YOUR ASSIGNMENT: If a line in the entries below includes "styled", pick it out and copy it.

EXTRACTED INFORMATION:
impl TuiInterface {
    pub fn new() -> Result<Self, io::Error> {
        info_log!("TuiInterface::new() - Initializing TUI");
        enable_raw_mode()?;
        let mut stdout = io::stdout();
        execute!(stdout, EnterAlternateScreen, cursor::Hide)?;
        let backend = CrosstermBackend::new(stdout);
        let terminal = Terminal::new(backend)?;
        info_log!("Terminal setup complete: raw mode, alternate screen, cursor hidden");

        Ok(Self {
            terminal,
            cursor: 0,
            error_message: String::new(),
        })
    }

    pub fn cleanup(&mut self) -> Result<(), io::Error> {
        disable_raw_mode()?;
        execute!(
            self.terminal.backend_mut(),
            LeaveAlternateScreen,
            cursor::Show
        )?;
        Ok(())
    }

    fn draw<R>(&mut self, session: &PuzzleSession<R>) -> Result<(), io::Error> {
        let tiles: Vec<Tile> = session
            .visible_slots()
            .map(|(slot, s)| Tile {
                term: &s.term,
                selected: session.is_selected(slot),
            })
            .collect();
        self.cursor = self.cursor.min(tiles.len().saturating_sub(1));

        let mut solved = session.solved().to_vec();
        solved.sort_unstable();

        let ctx = RenderContext {
            puzzle: session.puzzle(),
            puzzle_number: session.puzzle_index() + 1,
            puzzle_count: session.puzzle_count(),
            solved,
            tiles,
            cursor: self.cursor,
            message: session.message().map(|m| m.kind),
            mistakes_remaining: session.mistakes_remaining(),
            won: session.is_won(),
            error_message: &self.error_message,
        };

        self.terminal.draw(|f| {
            Self::render_static(f, &ctx);
        })?;
        Ok(())
    }

    fn draw_or_log<R>(&mut self, session: &PuzzleSession<R>) {
        if let Err(e) = self.draw(session) {
            debug_log!("Draw error: {}", e);
        }
    }

    #[allow(clippy::cast_possible_truncation)]
    fn render_static(f: &mut Frame, ctx: &RenderContext) {
        let grid_rows = ctx.tiles.len().div_ceil(GRID_COLUMNS) as u16;
        let chunks = Layout::default()
            .direction(Direction::Vertical)
            .constraints([
                Constraint::Length(4),                                     // Title
                Constraint::Length(ctx.solved.len() as u16 * BAND_HEIGHT), // Solved bands
                Constraint::Length(grid_rows * TILE_HEIGHT),               // Tiles
                Constraint::Length(3),                                     // Status line
                Constraint::Min(0),                                        // Win panel
                Constraint::Length(3),                                     // Instructions
            ])
            .split(f.area());

        Self::render_title(f, chunks[0]);
        Self::render_solved(f, chunks[1], ctx);
        Self::render_grid(f, chunks[2], ctx);
        Self::render_status(f, chunks[3], ctx);
        if ctx.won {
            Self::render_win(f, chunks[4]);
        }
        Self::render_instructions(f, chunks[5], ctx.won);
    }

    fn render_title(f: &mut Frame, area: Rect) {
        let lines = vec![
            Line::from(Span::styled("STRUCTURE YOUR THINKING", HEADER_STYLE)),
            Line::from("Find the four groups. Refine your methodology."),
        ];
        let title = Paragraph::new(lines).block(Block::default().borders(Borders::ALL));
        f.render_widget(title, area);
    }

    fn render_solved(f: &mut Frame, area: Rect, ctx: &RenderContext) {
        if ctx.solved.is_empty() {
            return;
        }
        let bands = Layout::default()
            .direction(Direction::Vertical)
            .constraints(vec![Constraint::Length(BAND_HEIGHT); ctx.solved.len()])
            .split(area);

        for (band, &idx) in bands.iter().zip(&ctx.solved) {
            let category = &ctx.puzzle.categories[idx];
            let style = Style::new().fg(Color::Black).bg(category_color(idx));
            let lines = vec![
                Line::from(Span::styled(
                    category.name.as_str(),
                    Style::new().add_modifier(Modifier::BOLD),
                )),
                Line::from(category.description.as_str()),
                Line::from(category.terms.join("  ")),
            ];
            let paragraph = Paragraph::new(lines)
                .style(style)
                .alignment(Alignment::Center)
                .wrap(Wrap { trim: true });
            f.render_widget(paragraph, *band);
        }
    }

    #[allow(clippy::cast_possible_truncation)]
    fn render_grid(f: &mut Frame, area: Rect, ctx: &RenderContext) {
        let row_count = ctx.tiles.len().div_ceil(GRID_COLUMNS);
        let rows = Layout::default()
            .direction(Direction::Vertical)
            .constraints(vec![Constraint::Length(TILE_HEIGHT); row_count])
            .split(area);

        for (row_index, (row_area, row_tiles)) in
            rows.iter().zip(ctx.tiles.chunks(GRID_COLUMNS)).enumerate()
        {
            let cells = Layout::default()
                .direction(Direction::Horizontal)
                .constraints([Constraint::Ratio(1, GRID_COLUMNS as u32); GRID_COLUMNS])
                .split(*row_area);

            for (col, tile) in row_tiles.iter().enumerate() {
                let position = row_index * GRID_COLUMNS + col;
                let border_style = if position == ctx.cursor {
                    CURSOR_BORDER_STYLE
                } else {
                    TILE_BORDER_STYLE
                };
                let style = if tile.selected {
                    SELECTED_STYLE
                } else {
                    TILE_STYLE
                };
                let paragraph = Paragraph::new(tile.term)
                    .style(style)
                    .alignment(Alignment::Center)
                    .block(
                        Block::default()
                            .borders(Borders::ALL)
                            .border_style(border_style),
                    );
                f.render_widget(paragraph, cells[col]);
            }
        }
    }

    fn render_status(f: &mut Frame, area: Rect, ctx: &RenderContext) {
        let mut spans = Vec::new();
        if let Some(kind) = ctx.message {
            let style = if kind == MessageKind::Correct {
                SUCCESS_STYLE
            } else {
                MESSAGE_STYLE
            };
            spans.push(Span::styled(kind.text(), style));
            spans.push(Span::raw("   "));
        }
        if !ctx.error_message.is_empty() {
            spans.push(Span::styled(ctx.error_message, ERROR_STYLE));
            spans.push(Span::raw("   "));
        }
        spans.push(Span::raw("Mistakes remaining: "));
        spans.push(Span::styled(
            ctx.mistakes_remaining.to_string(),
            Style::new().add_modifier(Modifier::BOLD),
        ));
        spans.push(Span::raw(format!(
            "   Puzzle {} of {}",
            ctx.puzzle_number, ctx.puzzle_count
        )));

        let paragraph = Paragraph::new(Line::from(spans))
            .block(Block::default().borders(Borders::ALL).title("Status"));
        f.render_widget(paragraph, area);
    }

    fn render_win(f: &mut Frame, area: Rect) {
        let lines = vec![
            Line::from(Span::styled(WIN_HEADLINE, SUCCESS_STYLE)),
            Line::from(""),
            Line::from(WIN_BLURB),
        ];
        let paragraph = Paragraph::new(lines)
            .alignment(Alignment::Center)
            .wrap(Wrap { trim: true })
            .block(Block::default().borders(Borders::ALL));
        f.render_widget(paragraph, area);
    }

    fn render_instructions(f: &mut Frame, area: Rect, won: bool) {
        let text = if won {
            "P: Play Again | N: Next Puzzle | ESC: Quit"
        } else {
            "ARROWS: Move | SPACE: Select | ENTER: Submit | R: Shuffle | C: Clear | ESC: Quit"
        };
        let paragraph = Paragraph::new(text)
            .style(Style::default().fg(Color::Gray))
            .block(Block::default().borders(Borders::ALL));
        f.render_widget(paragraph, area);
    }

    fn handle_input<R>(
        &mut self,
        session: &PuzzleSession<R>,
    ) -> Result<Option<UserAction>, io::Error> {
        // Return on timeout so the game loop can expire the status message.
        if !event::poll(Duration::from_millis(EVENT_POLL_TIMEOUT_MS))? {
            return Ok(None);
        }

        let Event::Key(key) = event::read()? else {
            debug_log!("handle_input() - Ignoring non-key event");
            return Ok(None);
        };
        // Only process Press events, ignore Release and Repeat to avoid double input
        if key.kind != KeyEventKind::Press {
            return Ok(None);
        }
        debug_log!("handle_input() - Key event: {:?}", key.code);
        self.error_message.clear();

        let visible: Vec<usize> = session.visible_slots().map(|(slot, _)| slot).collect();
        match interpret_key(key, session.is_won()) {
            KeyResult::ToggleAtCursor => {
                Ok(visible.get(self.cursor).map(|&slot| UserAction::Toggle(slot)))
            }
            KeyResult::Action(UserAction::Submit) if !session.can_submit() => {
                self.error_message = format!("Select {MAX_SELECTION} terms to submit");
                Ok(None)
            }
            KeyResult::Action(action) => Ok(Some(action)),
            KeyResult::Cursor(direction) => {
                self.cursor = move_cursor(self.cursor, visible.len(), direction);
                Ok(None)
            }
            KeyResult::Error(message) => {
                self.error_message = message.to_string();
                Ok(None)
            }
            KeyResult::Ignored => Ok(None),
        }
    }
}
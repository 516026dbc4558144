//! Puzzle session controller.
//!
//! Owns the mutable state of one puzzle attempt and applies the player's
//! actions to it. Every operation is a silent no-op when its precondition
//! does not hold; nothing here can fail once the puzzle pack is validated.
//!
//! # State machine
//! - correct submit: `InProgress(s, m)` → `InProgress(s + 1, m)`, `Won` at 4
//! - incorrect submit with budget left: `InProgress(s, m)` → `InProgress(s, m + 1)`
//! - incorrect submit with budget spent: forced hint, `InProgress(s + 1, m)`

use crate::puzzles::{
    CATEGORIES_PER_PUZZLE, ContentError, Puzzle, TERMS_PER_PUZZLE, validate_puzzles,
};
use crate::{debug_log, info_log};
use rand::rngs::StdRng;
use rand::seq::{IndexedRandom, SliceRandom};
use rand::{Rng, SeedableRng};
use std::time::{Duration, Instant};

pub const MAX_SELECTION: usize = 4;
pub const MAX_MISTAKES: usize = 4;
pub const MESSAGE_TTL: Duration = Duration::from_millis(2000);

#[derive(Debug, Clone, PartialEq, Eq, Hash)]
pub struct TermSlot {
    pub term: String,
    pub category: usize,
}

#[derive(Clone, Copy, PartialEq, Eq, Debug)]
pub enum MessageKind {
    Correct,
    OneAway,
    NotQuite,
    HintRevealed,
}

impl MessageKind {
    pub fn text(self) -> &'static str {
        match self {
            Self::Correct => "✓",
            Self::OneAway => "One away",
            Self::NotQuite => "Not quite",
            Self::HintRevealed => "💡 Hint revealed!",
        }
    }
}

#[derive(Clone, Copy, PartialEq, Eq, Debug)]
pub struct TransientMessage {
    pub kind: MessageKind,
    pub shown_at: Instant,
}

impl TransientMessage {
    pub fn text(&self) -> &'static str {
        self.kind.text()
    }

    pub fn is_expired(&self, now: Instant) -> bool {
        now.saturating_duration_since(self.shown_at) >= MESSAGE_TTL
    }
}

#[derive(Clone, Copy, PartialEq, Eq, Debug)]
pub enum SubmitOutcome {
    /// Fewer than four tiles selected, nothing happened.
    Ignored,
    Solved(usize),
    OneAway,
    NotQuite,
    HintRevealed(usize),
}

impl SubmitOutcome {
    fn message_kind(self) -> Option<MessageKind> {
        match self {
            Self::Ignored => None,
            Self::Solved(_) => Some(MessageKind::Correct),
            Self::OneAway => Some(MessageKind::OneAway),
            Self::NotQuite => Some(MessageKind::NotQuite),
            Self::HintRevealed(_) => Some(MessageKind::HintRevealed),
        }
    }
}

#[derive(Clone, Copy, PartialEq, Eq, Debug)]
pub enum Phase {
    InProgress { solved: usize, mistakes: usize },
    Won,
}

/// A uniformly random permutation of `0..len`.
pub fn random_permutation<R: Rng + ?Sized>(len: usize, rng: &mut R) -> Vec<usize> {
    let mut order: Vec<usize> = (0..len).collect();
    order.shuffle(rng);
    order
}

pub struct PuzzleSession<R = StdRng> {
    puzzles: Vec<Puzzle>,
    rng: R,
    active: usize,
    slots: Vec<TermSlot>,
    selected: Vec<usize>,
    solved: Vec<usize>,
    mistakes: usize,
    message: Option<TransientMessage>,
    won: bool,
}

impl PuzzleSession<StdRng> {
    pub fn new(puzzles: Vec<Puzzle>, start: usize) -> Result<Self, ContentError> {
        Self::with_rng(puzzles, start, StdRng::from_os_rng())
    }

    /// Deterministic session: the same seed always yields the same
    /// tile orders and hint picks.
    pub fn seeded(puzzles: Vec<Puzzle>, start: usize, seed: u64) -> Result<Self, ContentError> {
        Self::with_rng(puzzles, start, StdRng::seed_from_u64(seed))
    }
}

impl<R: Rng> PuzzleSession<R> {
    pub fn with_rng(puzzles: Vec<Puzzle>, start: usize, rng: R) -> Result<Self, ContentError> {
        validate_puzzles(&puzzles)?;
        let mut session = Self {
            puzzles,
            rng,
            active: 0,
            slots: Vec::with_capacity(TERMS_PER_PUZZLE),
            selected: Vec::with_capacity(MAX_SELECTION),
            solved: Vec::with_capacity(CATEGORIES_PER_PUZZLE),
            mistakes: 0,
            message: None,
            won: false,
        };
        session.initialize(start);
        Ok(session)
    }

    /// Load `puzzle_index` (wrapped to the pack size) and reset all
    /// per-attempt state. Also serves as "play again".
    pub fn initialize(&mut self, puzzle_index: usize) {
        self.active = puzzle_index % self.puzzles.len();
        let ordered: Vec<TermSlot> = self.puzzles[self.active]
            .terms()
            .map(|(term, category)| TermSlot {
                term: term.to_string(),
                category,
            })
            .collect();
        let order = random_permutation(ordered.len(), &mut self.rng);
        self.slots = order.into_iter().map(|i| ordered[i].clone()).collect();
        self.selected.clear();
        self.solved.clear();
        self.mistakes = 0;
        self.message = None;
        self.won = false;
        info_log!(
            "initialize() - puzzle {} (index {})",
            self.puzzles[self.active].id,
            self.active
        );
    }

    pub fn restart(&mut self) {
        self.initialize(self.active);
    }

    pub fn advance_puzzle(&mut self) {
        self.initialize((self.active + 1) % self.puzzles.len());
    }

    pub fn toggle_select(&mut self, slot: usize) {
        if slot >= self.slots.len() || self.is_slot_solved(slot) {
            debug_log!("toggle_select() - ignoring slot {}", slot);
            return;
        }
        if let Some(pos) = self.selected.iter().position(|&s| s == slot) {
            self.selected.remove(pos);
        } else if self.selected.len() < MAX_SELECTION {
            self.selected.push(slot);
        } else {
            debug_log!("toggle_select() - selection full, ignoring slot {}", slot);
        }
    }

    pub fn clear_selection(&mut self) {
        self.selected.clear();
    }

    /// Reorder the tiles. The selection follows its terms to their new
    /// positions.
    pub fn shuffle(&mut self) {
        let order = random_permutation(self.slots.len(), &mut self.rng);
        let mut new_position = vec![0; order.len()];
        for (new, &old) in order.iter().enumerate() {
            new_position[old] = new;
        }
        self.slots = order.iter().map(|&i| self.slots[i].clone()).collect();
        for slot in &mut self.selected {
            *slot = new_position[*slot];
        }
    }

    pub fn submit(&mut self) -> SubmitOutcome {
        if self.selected.len() != MAX_SELECTION {
            return SubmitOutcome::Ignored;
        }

        let mut distinct: Vec<usize> = self
            .selected
            .iter()
            .map(|&i| self.slots[i].category)
            .collect();
        distinct.sort_unstable();
        distinct.dedup();

        let outcome = match distinct.as_slice() {
            &[category] => {
                self.reveal(category);
                SubmitOutcome::Solved(category)
            }
            _ if self.mistakes < MAX_MISTAKES => {
                self.mistakes += 1;
                if distinct.len() == 2 {
                    SubmitOutcome::OneAway
                } else {
                    SubmitOutcome::NotQuite
                }
            }
            _ => match self.pick_hint() {
                Some(category) => {
                    self.reveal(category);
                    SubmitOutcome::HintRevealed(category)
                }
                None => SubmitOutcome::Ignored,
            },
        };

        info_log!(
            "submit() - {:?}, solved={:?}, mistakes={}",
            outcome,
            self.solved,
            self.mistakes
        );
        if let Some(kind) = outcome.message_kind() {
            self.set_message(kind, Instant::now());
        }
        outcome
    }

    fn pick_hint(&mut self) -> Option<usize> {
        let unsolved: Vec<usize> = (0..CATEGORIES_PER_PUZZLE)
            .filter(|c| !self.solved.contains(c))
            .collect();
        unsolved.choose(&mut self.rng).copied()
    }

    fn reveal(&mut self, category: usize) {
        if !self.solved.contains(&category) {
            self.solved.push(category);
        }
        self.selected.clear();
        self.won = self.solved.len() == CATEGORIES_PER_PUZZLE;
    }
}

impl<R> PuzzleSession<R> {
    fn set_message(&mut self, kind: MessageKind, now: Instant) {
        self.message = Some(TransientMessage {
            kind,
            shown_at: now,
        });
    }

    /// Drop the status message once it has been on screen for
    /// [`MESSAGE_TTL`]. Only clears; never touches game state.
    pub fn expire_message(&mut self, now: Instant) {
        if self.message.is_some_and(|m| m.is_expired(now)) {
            self.message = None;
        }
    }

    pub fn puzzle(&self) -> &Puzzle {
        &self.puzzles[self.active]
    }

    pub fn puzzle_index(&self) -> usize {
        self.active
    }

    pub fn puzzle_count(&self) -> usize {
        self.puzzles.len()
    }

    pub fn slots(&self) -> &[TermSlot] {
        &self.slots
    }

    pub fn selected(&self) -> &[usize] {
        &self.selected
    }

    pub fn solved(&self) -> &[usize] {
        &self.solved
    }

    pub fn mistakes(&self) -> usize {
        self.mistakes
    }

    pub fn mistakes_remaining(&self) -> usize {
        MAX_MISTAKES - self.mistakes
    }

    pub fn message(&self) -> Option<&TransientMessage> {
        self.message.as_ref()
    }

    pub fn is_won(&self) -> bool {
        self.won
    }

    pub fn can_submit(&self) -> bool {
        self.selected.len() == MAX_SELECTION
    }

    pub fn is_selected(&self, slot: usize) -> bool {
        self.selected.contains(&slot)
    }

    pub fn is_slot_solved(&self, slot: usize) -> bool {
        self.slots
            .get(slot)
            .is_some_and(|s| self.solved.contains(&s.category))
    }

    /// Tiles still on the board, with their slot index, in display order.
    pub fn visible_slots(&self) -> impl Iterator<Item = (usize, &TermSlot)> {
        self.slots
            .iter()
            .enumerate()
            .filter(|(_, s)| !self.solved.contains(&s.category))
    }

    pub fn phase(&self) -> Phase {
        if self.won {
            Phase::Won
        } else {
            Phase::InProgress {
                solved: self.solved.len(),
                mistakes: self.mistakes,
            }
        }
    }
}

OUTPUT OF THE TASK:
            Line::from(Span::styled("STRUCTURE YOUR THINKING", HEADER_STYLE)),
                Line::from(Span::styled(
            spans.push(Span::styled(kind.text(), style));
            spans.push(Span::styled(ctx.error_message, ERROR_STYLE));
        spans.push(Span::styled(
            Line::from(Span::styled(WIN_HEADLINE, SUCCESS_STYLE)),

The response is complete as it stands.